Cholinergic Stimulation of Inositol Phosphate Formation in Bovine Adrenal Chromaffin Cells: Distinct Nicotinic and Muscarinic Mechanisms

Abstract

The ability of cholinergic agonists to activate phospholipase C in bovine adrenal chromaffin cells was examined by assaying the production of inositol phosphates in cells prelabeled with [³H]inositol. We found that both nicotinic and muscarinic agonists increased the accumulation of [³H]inositol phosphates (mainly inositol monophos‐phate) and that the effects mediated by the two types of receptors were independent of each other. The production of inositol phosphates by nicotinic stimulation required extracellular Ca²⁺ and was maximal at 0.2 mMCa²⁺. Increasing extracellular Ca²⁺ from 0.22 to 2.2 mM increased the sensitivity of inositol phosphates formation to stimulation by submaximal concentrations of 1,1‐dimethyl‐4‐phenyl‐piperazinium iodide (DMPP) but did not enhance the response to muscarine. Elevated K⁺ also stimulated Ca²⁺‐dependent [³H]inositol phosphate production, presumably by a non‐receptor‐mediated mechanism. The Ca²⁺ channel antagonists D600 and nifedipine inhibited the effects of DMPP and elevated K⁺ to a greater extent than that of muscarine.
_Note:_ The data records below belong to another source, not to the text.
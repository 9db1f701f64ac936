//! Client address resolution behind reverse proxies

use axum::http::HeaderMap;

/// Header set by proxies such as nginx with the connecting client address
pub const X_REAL_IP: &str = "x-real-ip";

/// Comma separated hop list, client-nearest first
pub const X_FORWARDED_FOR: &str = "x-forwarded-for";

/// Resolve the originating client IP of a request.
///
/// `X-Forwarded-For` wins over `X-Real-Ip`. Without either header the peer
/// address is used with everything after its last `:` removed, so
/// `"[::1]:1234"` becomes `"[::1]"`.
pub fn client_ip(headers: &HeaderMap, remote_addr: &str) -> String {
    let real_ip = header_str(headers, X_REAL_IP);
    let forwarded_for = header_str(headers, X_FORWARDED_FOR);

    if real_ip.is_empty() && forwarded_for.is_empty() {
        return strip_port(remote_addr).to_string();
    }

    if !forwarded_for.is_empty() {
        return forwarded_for
            .split(',')
            .map(str::trim)
            .next()
            .unwrap_or_default()
            .to_string();
    }

    real_ip.to_string()
}

fn header_str<'a>(headers: &'a HeaderMap, name: &str) -> &'a str {
    headers
        .get(name)
        .and_then(|v| v.to_str().ok())
        .unwrap_or_default()
}

fn strip_port(addr: &str) -> &str {
    match addr.rfind(':') {
        Some(idx) => &addr[..idx],
        None => addr,
    }
}
use tracing_subscriber::EnvFilter;
use tracing_subscriber::layer::SubscriberExt;
use tracing_subscriber::util::SubscriberInitExt;

/// Initialize structured JSON logging on stderr.
///
/// Defaults to `info` level unless overridden by `MANGACAST_LOG`. Stdout is left to the
/// binaries for their own user-facing messages.
pub fn init() {
    let filter = EnvFilter::builder()
        .with_env_var("MANGACAST_LOG")
        .with_default_directive(tracing::level_filters::LevelFilter::INFO.into())
        .from_env_lossy();

    let _ = tracing_subscriber::registry()
        .with(filter)
        .with(
            tracing_subscriber::fmt::layer()
                .json()
                .with_current_span(true)
                .with_span_list(true)
                .with_writer(std::io::stderr),
        )
        .try_init();
}

#[cfg(test)]
mod tests {
    use super::*;

    #[test]
    fn init_is_idempotent() {
        init();
        init();
    }
}
use std::error::Error as StdError;
use std::process::ExitStatus;

use thiserror::Error;

/// Mangacast's crate-wide result type.
pub type Result<T> = std::result::Result<T, Error>;

/// Mangacast's crate-wide error type.
///
/// This is intentionally decoupled from `anyhow` so downstream libraries aren't forced to
/// adopt `anyhow` in their own public APIs. Backend traits return this type; orchestration
/// code uses `anyhow` internally and converts at the seam.
#[derive(Debug, Error)]
pub enum Error {
    #[error("{0}")]
    Message(String),

    /// An external program (tesseract, ffmpeg, espeak-ng) exited unsuccessfully.
    #[error("{program} failed ({status}): {stderr}")]
    Tool {
        program: String,
        status: ExitStatus,
        stderr: String,
    },

    #[error(transparent)]
    Other(#[from] Box<dyn StdError + Send + Sync>),
}

impl Error {
    pub(crate) fn msg(message: impl Into<String>) -> Self {
        Self::Message(message.into())
    }
}

impl From<anyhow::Error> for Error {
    fn from(err: anyhow::Error) -> Self {
        Self::Message(format!("{err:#}"))
    }
}

impl From<std::io::Error> for Error {
    fn from(err: std::io::Error) -> Self {
        Self::Other(Box::new(err))
    }
}

impl From<serde_json::Error> for Error {
    fn from(err: serde_json::Error) -> Self {
        Self::Other(Box::new(err))
    }
}

impl From<reqwest::Error> for Error {
    fn from(err: reqwest::Error) -> Self {
        Self::Other(Box::new(err))
    }
}

impl From<image::ImageError> for Error {
    fn from(err: image::ImageError) -> Self {
        Self::Other(Box::new(err))
    }
}
mod common;

use common::{Route, serve};
use mangacast::backend::Synthesizer;
use mangacast::backends::google_tts::GoogleTts;

#[test]
fn long_text_is_requested_in_chunks_and_appended() -> anyhow::Result<()> {
    let base = serve(vec![Route {
        path: "/translate_tts",
        status: 200,
        body: b"MP3".to_vec(),
    }]);
    let tts = GoogleTts::with_endpoint(format!("{base}/translate_tts"))?;

    let dir = tempfile::tempdir()?;
    let out = dir.path().join("audio_0.mp3");

    // 30 five-letter words = 179 chars, which needs two requests.
    let text = vec!["panel"; 30].join(" ");
    tts.synthesize(&text, "en", &out)?;

    assert_eq!(std::fs::read(&out)?, b"MP3MP3");
    assert_eq!(tts.extension(), "mp3");
    Ok(())
}

#[test]
fn error_status_fails_synthesis() -> anyhow::Result<()> {
    let base = serve(vec![Route {
        path: "/translate_tts",
        status: 500,
        body: Vec::new(),
    }]);
    let tts = GoogleTts::with_endpoint(format!("{base}/translate_tts"))?;

    let dir = tempfile::tempdir()?;
    let err = tts
        .synthesize("hello", "en", &dir.path().join("audio_0.mp3"))
        .unwrap_err();
    assert!(err.to_string().contains("bad status"), "unexpected: {err}");
    Ok(())
}
use std::path::Path;
use std::process::Command;

use anyhow::{Context, Result, ensure};
use tracing::debug;

use crate::backend::Synthesizer;
use crate::tool;
use crate::wav::wav_duration_seconds;

/// Speech parameters for [`EspeakTts`].
#[derive(Debug, Clone)]
pub struct EspeakOpts {
    /// Speaking rate in words per minute.
    pub rate_wpm: u32,

    /// Volume from `0.0` (silent) to `1.0` (espeak's default amplitude).
    pub volume: f32,

    /// Explicit espeak voice name. When `None`, the language code passed to
    /// [`Synthesizer::synthesize`] selects the voice.
    pub voice: Option<String>,
}

impl Default for EspeakOpts {
    fn default() -> Self {
        Self {
            rate_wpm: 160,
            volume: 0.9,
            voice: None,
        }
    }
}

impl EspeakOpts {
    /// espeak amplitude (`-a`), where 100 is the engine's nominal level.
    pub fn amplitude(&self) -> u32 {
        (self.volume.clamp(0.0, 1.0) * 100.0).round() as u32
    }
}

/// Offline text-to-speech backend driving the `espeak-ng` CLI. Writes WAV.
#[derive(Debug, Clone)]
pub struct EspeakTts {
    program: String,
    opts: EspeakOpts,
}

impl EspeakTts {
    pub fn new(opts: EspeakOpts) -> Self {
        Self {
            program: "espeak-ng".to_owned(),
            opts,
        }
    }

    /// Override the program name or path (defaults to `espeak-ng` on `PATH`).
    pub fn program(mut self, program: impl Into<String>) -> Self {
        self.program = program.into();
        self
    }

    fn speak(&self, text: &str, language: &str, out_path: &Path) -> Result<()> {
        let voice = self.opts.voice.as_deref().unwrap_or(language);

        // Text goes through stdin so input starting with '-' is never read as a flag.
        tool::run_with_stdin(
            Command::new(&self.program)
                .arg("--stdin")
                .arg("-v")
                .arg(voice)
                .arg("-s")
                .arg(self.opts.rate_wpm.to_string())
                .arg("-a")
                .arg(self.opts.amplitude().to_string())
                .arg("-w")
                .arg(out_path),
            text.as_bytes(),
        )?;

        let seconds = wav_duration_seconds(out_path)
            .with_context(|| format!("espeak wrote an unreadable file: {}", out_path.display()))?;
        ensure!(
            seconds > 0.0,
            "espeak produced no audio for {}",
            out_path.display()
        );

        debug!(path = %out_path.display(), seconds, "synthesized speech");
        Ok(())
    }
}

impl Synthesizer for EspeakTts {
    fn extension(&self) -> &'static str {
        "wav"
    }

    fn synthesize(&self, text: &str, language: &str, out_path: &Path) -> crate::Result<()> {
        Ok(self.speak(text, language, out_path)?)
    }
}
Ca²⁺ (0.3–10 μM) directly stimulated the release of inositol phosphates from digitonin‐permeabilized cells that had been prelabeled with [³H]inositol. Thus, cholinergic stimulation of bovine adrenal chromaffin cells results in the activation of phospholipase C by distinct muscarinic and nicotinic mechanisms. Nicotinic receptor stimulation and elevated K⁺ probably increased the accumulation of inositol phosphates through Ca²⁺ influx and a rise in cytosolic Ca²⁺. Because Ba²⁺ caused catechol‐amine secretion but did not enhance the formation of inositol phosphates, phospholipase C activation is not required for exocytosis. However, diglyceride and wyo‐inositol 1,4,5‐trisphosphate produced during cholinergic stimulation of chromaffin cells may modulate secretion and other cellular processes by activating protein kinase C and/or releasing Ca²⁺ from intracellular stores.